Walther rennt mit einem abgeschnittenen Haarzopf in der Hand in die Stube und hält ihn wie eine Trophäe in die Höhe. Er lacht. Seine Schwester und die Eltern sind entsetzt. Für den gewalttätigen Vater ist dies der berühmte Tropfen, der das Fass zum Überlaufen bringt, denn Gemeinheiten und Zerstörungswut stehen beim Sohn seit jeher an der Tagesordnung. Der Siebenjährige kommt in ein Heim für «Schwererziehbare». Hier erlebt er viele Grausamkeiten, da die Heimleitung überzeugt ist, dass Schwererziehbarkeit von lascher Erziehung kommt und nur durch harte Disziplin behandelt werden kann. Die Eltern dürfen den Sohn nicht besuchen, und auch Walther darf nicht nach Hause. Er haut regelmässig ab, doch immer wieder wird er vom Vater ins Heim zurückgebracht.
Die Jahre vergehen
Die Jahre vergehen und Walther freundet sich mit dem Neuankömmling Jean an. Obwohl Walther um einiges älter ist als er, verstehen sich die beiden sehr gut. Für den Heimleiter scheint Walther ruhiger geworden zu sein, und er verlegt ihn auf einen Bauernhof. Hier soll er schuften – in der Hoffnung, dass durch körperliche Arbeit die Wutausbrüche noch weniger werden. Jean ist traurig, dass sein Freund nicht mehr im Heim ist, und schreibt ihm regelmässig Briefe. Eines Tages besucht er ihn auf dem Bauernhof und sie gehen im Wald spazieren. Was danach geschieht, hat fatale Folgen für Walthers weiteres Leben.

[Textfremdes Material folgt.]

//! Process wiring for the hub agent: configuration, the kubert runtime,
//! the admission webhook and every long-lived task.

#![deny(warnings, rust_2018_idioms)]
#![forbid(unsafe_code)]

mod admission;
mod args;
mod reviewers;

pub use self::args::Args;
//! OAuth2 token introspection (RFC 7662) handler.

use crate::headers::{self, Response};
use crate::token_source;
use http::request::Parts;
use hub_agent_core::Predicate;
use hub_agent_k8s_api::access_control_policy::{
    IntrospectionAuth, OAuthIntrospectionConfig, TokenSource,
};
use serde_json::Value;
use std::collections::BTreeMap;
use tracing::{debug, warn};

pub struct OAuthIntroHandler {
    url: String,
    auth: IntrospectionAuth,
    extra_headers: BTreeMap<String, String>,
    token_type_hint: Option<String>,
    source: TokenSource,
    predicate: Option<Predicate>,
    forward_headers: BTreeMap<String, String>,
    http: reqwest::Client,
}

impl OAuthIntroHandler {
    pub fn new(cfg: &OAuthIntrospectionConfig, http: reqwest::Client) -> anyhow::Result<Self> {
        let predicate = cfg.claims.as_deref().map(Predicate::parse).transpose()?;
        Ok(Self {
            url: cfg.url.clone(),
            auth: cfg.auth.clone(),
            extra_headers: cfg.headers.clone(),
            token_type_hint: cfg.token_type_hint.clone(),
            source: cfg
                .token_source
                .clone()
                .unwrap_or_else(token_source::bearer_authorization),
            predicate,
            forward_headers: cfg.forward_headers.clone(),
            http,
        })
    }

    pub async fn serve(&self, parts: &Parts) -> Response {
        let Some(token) = token_source::extract(&self.source, parts) else {
            return headers::unauthorized();
        };

        let mut form = vec![("token".to_string(), token)];
        if let Some(hint) = &self.token_type_hint {
            form.push(("token_type_hint".to_string(), hint.clone()));
        }

        let mut request = self.http.post(&self.url);
        request = match &self.auth {
            IntrospectionAuth::Bearer { token } => request.bearer_auth(token),
            IntrospectionAuth::Basic { username, password } => {
                request.basic_auth(username, Some(password))
            }
            IntrospectionAuth::Query { key, value } => request.query(&[(key, value)]),
            IntrospectionAuth::Header { key, value } => request.header(key.as_str(), value.as_str()),
        };
        for (name, template) in &self.extra_headers {
            request = request.header(name.as_str(), render_template(template, parts));
        }

        let rsp = match request.form(&form).send().await {
            Ok(rsp) => rsp,
            Err(error) => {
                warn!(%error, "Introspection endpoint unreachable");
                return headers::internal_error();
            }
        };
        if rsp.status() != reqwest::StatusCode::OK {
            warn!(status = %rsp.status(), "Unexpected introspection response");
            return headers::internal_error();
        }

        let claims: Value = match rsp.json().await {
            Ok(claims) => claims,
            Err(error) => {
                warn!(%error, "Introspection response is not JSON");
                return headers::internal_error();
            }
        };

        if claims.get("active").and_then(Value::as_bool) != Some(true) {
            debug!("Token is not active");
            return headers::unauthorized();
        }

        if let Some(predicate) = &self.predicate {
            if !predicate.eval(&claims) {
                return headers::forbidden();
            }
        }

        let mut out = headers::status(http::StatusCode::OK);
        headers::forward_claims(&mut out, &self.forward_headers, &claims);
        out
    }
}

/// Expands `{{ .Request.Host }}`, `{{ .Request.Method }}` and
/// `{{ .Request.Header.<Name> }}` references in a header template.
pub fn render_template(template: &str, parts: &Parts) -> String {
    let mut out = String::with_capacity(template.len());
    let mut rest = template;

    while let Some(start) = rest.find("{{") {
        let (head, tail) = rest.split_at(start);
        out.push_str(head);
        let Some(end) = tail.find("}}") else {
            out.push_str(tail);
            return out;
        };
        let expr = tail[2..end].trim();
        out.push_str(&eval_template_expr(expr, parts));
        rest = &tail[end + 2..];
    }
    out.push_str(rest);
    out
}

fn eval_template_expr(expr: &str, parts: &Parts) -> String {
    match expr {
        ".Request.Host" => parts
            .headers
            .get(http::header::HOST)
            .and_then(|v| v.to_str().ok())
            .unwrap_or_default()
            .to_string(),
        ".Request.Method" => parts.method.to_string(),
        _ => match expr.strip_prefix(".Request.Header.") {
            Some(name) => parts
                .headers
                .get(name.trim())
                .and_then(|v| v.to_str().ok())
                .unwrap_or_default()
                .to_string(),
            None => String::new(),
        },
    }
}

#[cfg(test)]
mod tests {
    use super::*;
    use http::Request;

    fn mk_parts(method: http::Method, headers: &[(&str, &str)]) -> Parts {
        let mut builder = Request::builder().method(method).uri("/my-acp");
        for (name, value) in headers {
            builder = builder.header(*name, *value);
        }
        builder.body(()).unwrap().into_parts().0
    }

    #[test]
    fn template_expands_request_fields() {
        let parts = mk_parts(
            http::Method::POST,
            &[("Host", "app.example.com"), ("X-Trace", "t-1")],
        );
        assert_eq!(
            render_template("{{ .Request.Method }} {{ .Request.Host }}", &parts),
            "POST app.example.com"
        );
        assert_eq!(
            render_template("trace={{ .Request.Header.X-Trace }}", &parts),
            "trace=t-1"
        );
    }

    #[test]
    fn template_handles_missing_and_unknown_references() {
        let parts = mk_parts(http::Method::GET, &[]);
        assert_eq!(render_template("{{ .Request.Host }}", &parts), "");
        assert_eq!(render_template("{{ .Something.Else }}", &parts), "");
        assert_eq!(render_template("plain text", &parts), "plain text");
        assert_eq!(render_template("open {{ .Request.Host", &parts), "open {{ .Request.Host");
    }

    #[tokio::test]
    async fn missing_token_is_unauthorized() {
        let cfg: OAuthIntrospectionConfig = serde_json::from_value(serde_json::json!({
            "url": "http://127.0.0.1:1/introspect",
            "auth": {"mode": "bearer", "token": "t"}
        }))
        .unwrap();
        let handler = OAuthIntroHandler::new(&cfg, reqwest::Client::new()).unwrap();
        let rsp = handler.serve(&mk_parts(http::Method::GET, &[])).await;
        assert_eq!(rsp.status(), http::StatusCode::UNAUTHORIZED);
    }

    #[tokio::test]
    async fn unreachable_introspection_endpoint_is_an_internal_error() {
        let cfg: OAuthIntrospectionConfig = serde_json::from_value(serde_json::json!({
            "url": "http://127.0.0.1:1/introspect",
            "auth": {"mode": "basic", "username": "u", "password": "p"}
        }))
        .unwrap();
        let handler = OAuthIntroHandler::new(&cfg, reqwest::Client::new()).unwrap();
        let parts = mk_parts(http::Method::GET, &[("Authorization", "Bearer tok")]);
        assert_eq!(
            handler.serve(&parts).await.status(),
            http::StatusCode::INTERNAL_SERVER_ERROR
        );
    }
}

Von Zeitungsartikel inspiriert
Das diesjährige Musical der PHSG «Das grausame Leben des Walther K.» basiert auf einer wahren Geschichte, die in der «Neuen Zürcher Zeitung» unter dem Titel «Walter S. – vom Mörder zum Opfer» erschienen ist. Björn Reifler, Dozent an der PHSG, Regisseur und Co-Leiter der Fachstelle Theater, hat sich von diesem Zeitungsartikel inspirieren lassen und ein eigenes Drehbuch über das tragische Schicksal von Walther geschrieben. Ein Stück, das aufwühlt und ein beklemmendes Gefühl hinterlässt und zum Nachdenken anregt.
Musicallieder
Die Lieder stammen zum einen aus Musicals wie «Hair», «Jesus Christ Superstar», «Beauty and the beast» oder «Les Misérables», zum anderen sind auch bekannte Schweizer Volkslieder wie «De plogeti Hansli», «Stets in Truure» oder «s’Vreneli abem Guggisberg» zu hören. Die Musik wurde speziell für dieses Projekt arrangiert. Die musikalische Leitung haben die Dozentinnen der PHSG Stéphanie Oertli und Susanne Bolt. Stéphanie Oertli ist im Musical verantwortlich für den Gesang, Susanne Bolt leitet die eigens dafür zusammengestellte Band.
Anspruchsvolle Rollen
52 Studierende, mehrheitlich der Kindergarten- und Primarstufe, machen in diesem Jahr beim PHSG-Musical mit. 40 von ihnen stehen auf der Bühne, 10 spielen in der Band und zwei verantworten die Regie- sowie Produktionsassistenz und die Lichttechnik. Die Tontechnik wird vom Dozenten Athanasios Hatzigeorgiou und seinem Sohn geführt. Die Studierenden haben in den vergangenen Wochen viele Stunden in ihre Rollen investiert: Es wurden Texte auswendig gelernt, Choreografien einstudiert und Musikstücke geprobt – und das vorwiegend in der Freizeit, da Musical und Theater Freifächer an der PHSG sind. «Die Stimmung im Team ist super», sagt Alina Diaz, eine der Darsteller:innen. Sie freue sich nun, das Stück vor Publikum aufführen zu dürfen. Die Studentin verkörpert den siebenjährigen Walther. Seine Zerstörungswut zu spielen, sei besonders anspruchsvoll, sagt sie. Simon Hotz macht zum dritten Mal am PHSG-Musical mit. Er stellt den boshaften Heimleiter dar. «Ich schlüpfe gerne in andere Rollen», sagt der Student und fügt mit einem Augenzwinkern an: «Jemanden zu spielen, der massiv Dreck am Stecken hat, macht besonders Spass.»